- Born: 25 December 1802 Altona, Hamburg, Kingdom of Prussia
- Died: 2 January 1872 (aged 69) Schleswig, Schleswig-Holstein, German Empire
- Citizenship: Prussian (1802-1871); German (1872);
- Occupations: Journalist, Editor, Theologian
- Known for: Founding figure of the Young Germany movement during the Vormärz period

Academic background
- Education: Kiel University, Marburg University
- Thesis: (1829)

Academic work
- Notable students: Christian Günther von Bernstorff
- Main interests: Platonic ideas

= Ludolf Wienbarg =

German journalist and literary critic

Christian Ludolf Wienbarg (25 December 1802 – 2 January 1872) was a German journalist and literary critic, one of the founders of the Young Germany movement during the Vormärz period.

== Biography ==
Wienbarg was born in Altona, as the son of a blacksmith. In 1822 he started studying theology at the Kiel University. In 1826, he had to drop his studies for financial reasons and worked as a private tutor for Count Christian Günther von Bernstorff in Lauenburg. In 1829, he was conferred a doctor's degree at Marburg University for his thesis on the original meaning of Platonic ideas. In 1833, he accepted a job as lecturer in Kiel.

In 1834, he published a collection with 22 of his lectures under the title "Ästhetische Feldzüge" ("Aesthetic Campaigns"). With the opening words "To you, young Germany, I dedicate these speeches" he helped to create the expression "Young Germany". In the same year, he met the writer Karl Gutzkow in Frankfurt am Main. They planned to publish a journal in summer 1835. However, it was seized and banned by the German government even before the delivery of its first edition.

In November 1835, Wienbarg's writings, together with those of Heinrich Heine, Ludwig Börne, Karl Gutzkow, Heinrich Laube and Theodor Mundt, were first banned in Prussia and subsequently in all the member states of the German confederation. Wienbarg was forced to leave Frankfurt and escaped to Heligoland, then a British island popular with political refugees from Germany. In the autumn of 1836, he returned to Hamburg where he resumed his activities as a journalist and editor for different journals. At the end of the 1830s, he was supported by his siblings. On 12 May 1839 he married Elisabeth Wilhelmine Dorothea Marwedel, daughter of a middle-class family in Altona, but his marriage did not improve his financial situation.

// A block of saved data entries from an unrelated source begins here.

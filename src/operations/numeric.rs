use super::{Operation, OperationFailure, same_arity, single_output};
use crate::value::RawValue;

#[derive(Clone, Copy, Debug, PartialEq)]
enum Number {
    Int(i64),
    Float(f64),
}

fn parse_number(text: &str) -> Result<Number, OperationFailure> {
    let text = text.trim();
    if let Ok(value) = text.parse::<i64>() {
        return Ok(Number::Int(value));
    }
    text.parse::<f64>()
        .map(Number::Float)
        .map_err(|_| OperationFailure::new(format!("'{text}' is not a number")))
}

fn float_text(value: f64) -> String {
    if value.is_finite() && value.fract() == 0.0 {
        format!("{value:.1}")
    } else {
        value.to_string()
    }
}

/// Numeric sum of all non-empty inputs (list elements included).
///
/// The result stays integral when every operand is an integer.
#[derive(Clone, Copy, Debug)]
pub struct Add;

impl Operation for Add {
    fn check_arity(&self, inputs: usize, outputs: usize) -> Result<(), String> {
        single_output(inputs, outputs)
    }

    fn apply(
        &self,
        inputs: &[RawValue],
        _outputs: usize,
    ) -> Result<Vec<RawValue>, OperationFailure> {
        let mut total: Option<Number> = None;
        for item in inputs.iter().flat_map(RawValue::to_items) {
            if item.is_empty() {
                continue;
            }
            let operand = parse_number(&item)?;
            total = Some(match (total, operand) {
                (None, operand) => operand,
                (Some(Number::Int(left)), Number::Int(right)) => match left.checked_add(right) {
                    Some(sum) => Number::Int(sum),
                    None => Number::Float(left as f64 + right as f64),
                },
                (Some(Number::Int(left)), Number::Float(right)) => Number::Float(left as f64 + right),
                (Some(Number::Float(left)), Number::Int(right)) => Number::Float(left + right as f64),
                (Some(Number::Float(left)), Number::Float(right)) => Number::Float(left + right),
            });
        }
        Ok(vec![match total {
            None => RawValue::Empty,
            Some(Number::Int(value)) => RawValue::text(value.to_string()),
            Some(Number::Float(value)) => RawValue::text(float_text(value)),
        }])
    }
}

/// Normalizes numeric text to an integer, element-wise.
#[derive(Clone, Copy, Debug)]
pub struct ToInt;

impl Operation for ToInt {
    fn check_arity(&self, inputs: usize, outputs: usize) -> Result<(), String> {
        same_arity(inputs, outputs)
    }

    fn apply(
        &self,
        inputs: &[RawValue],
        _outputs: usize,
    ) -> Result<Vec<RawValue>, OperationFailure> {
        inputs
            .iter()
            .map(|value| convert(value, |number| match number {
                Number::Int(value) => Ok(value.to_string()),
                Number::Float(value) if value.is_finite() && value.fract() == 0.0 => {
                    Ok(format!("{}", value as i64))
                }
                Number::Float(value) => Err(OperationFailure::new(format!(
                    "'{value}' is not an integer"
                ))),
            }))
            .collect()
    }
}

/// Normalizes numeric text to a float, element-wise.
#[derive(Clone, Copy, Debug)]
pub struct ToFloat;

impl Operation for ToFloat {
    fn check_arity(&self, inputs: usize, outputs: usize) -> Result<(), String> {
        same_arity(inputs, outputs)
    }

    fn apply(
        &self,
        inputs: &[RawValue],
        _outputs: usize,
    ) -> Result<Vec<RawValue>, OperationFailure> {
        inputs
            .iter()
            .map(|value| convert(value, |number| match number {
                Number::Int(value) => Ok(float_text(value as f64)),
                Number::Float(value) => Ok(float_text(value)),
            }))
            .collect()
    }
}

fn convert(
    value: &RawValue,
    render: impl Fn(Number) -> Result<String, OperationFailure>,
) -> Result<RawValue, OperationFailure> {
    match value {
        RawValue::Empty => Ok(RawValue::Empty),
        RawValue::Text(text) => Ok(RawValue::text(render(parse_number(text)?)?)),
        RawValue::List(items) => items
            .iter()
            .map(|item| render(parse_number(item)?))
            .collect::<Result<Vec<_>, _>>()
            .map(RawValue::List),
    }
}

#[cfg(test)]
mod tests {
    use super::*;

    #[test]
    fn add_keeps_integers_integral() {
        assert_eq!(
            Add.apply(&["2".into(), RawValue::Empty, "3".into()], 1).unwrap(),
            vec![RawValue::from("5")]
        );
        assert_eq!(
            Add.apply(&["2".into(), "0.5".into()], 1).unwrap(),
            vec![RawValue::from("2.5")]
        );
        assert_eq!(Add.apply(&[RawValue::Empty], 1).unwrap(), vec![RawValue::Empty]);
    }

    #[test]
    fn add_rejects_non_numeric_inputs() {
        let err = Add.apply(&["2".into(), "two".into()], 1).unwrap_err();
        assert!(err.0.contains("two"));
    }

    #[test]
    fn numeric_normalization() {
        assert_eq!(
            ToInt.apply(&["3.0".into(), RawValue::Empty], 2).unwrap(),
            vec![RawValue::from("3"), RawValue::Empty]
        );
        assert!(ToInt.apply(&["3.5".into()], 1).is_err());
        assert_eq!(ToFloat.apply(&["3".into()], 1).unwrap(), vec![RawValue::from("3.0")]);
    }
}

In 1846, his plans to emigrate to the United States were discussed in the press, but the national enthusiasm for the Schleswig-Holstein Question made him rethink his decision. In 1848 and 1849, he volunteered in the First Schleswig War.

After 1850, Wienbarg lived in Hamburg and Altona, addicted to alcohol, destitute, and forgotten by the public. In 1869, he was committed to a psychiatric clinic in Schleswig where he died on 2 January 1872.

== Works (selection) ==

- Aesthetische Feldzüge. Dem jungen Deutschland gewidmet. Hamburg: Hoffmann u. Campe 1834. Reprint, with modernised orthography: East Berlin/Weimar, Aufbau 1964.
- Zur neuesten Literatur. Von L. W., Verfasser der "ästhetischen Feldzüge. Mannheim: Löwenthal 1835.
- Wanderungen durch den Thierkreis. Hamburg: Hoffmann u. Campe 1835; Reprint: Frankfurt a. M. 1973.
- Tagebuch von Helgoland. Hamburg: Hoffmann u. Campe, 1838. Digitalisat
- Die Dramatiker der Jetztzeit, H. 1. Altona 1839.
- Die Volks-Versammlung zu Nortorf am 14ten September 1846. Hamburg: Hoffmann u. Campe 1846.
- Der dänische Fehdehandschuh. Aufgenommen von L. W. Hamburg: Hoffmann u. Campe 1846.
- Nach Helgoland und anderswohin. Gedanken auf Reisen. Edited by Alfred Estermann. Nördlingen: Greno 1987.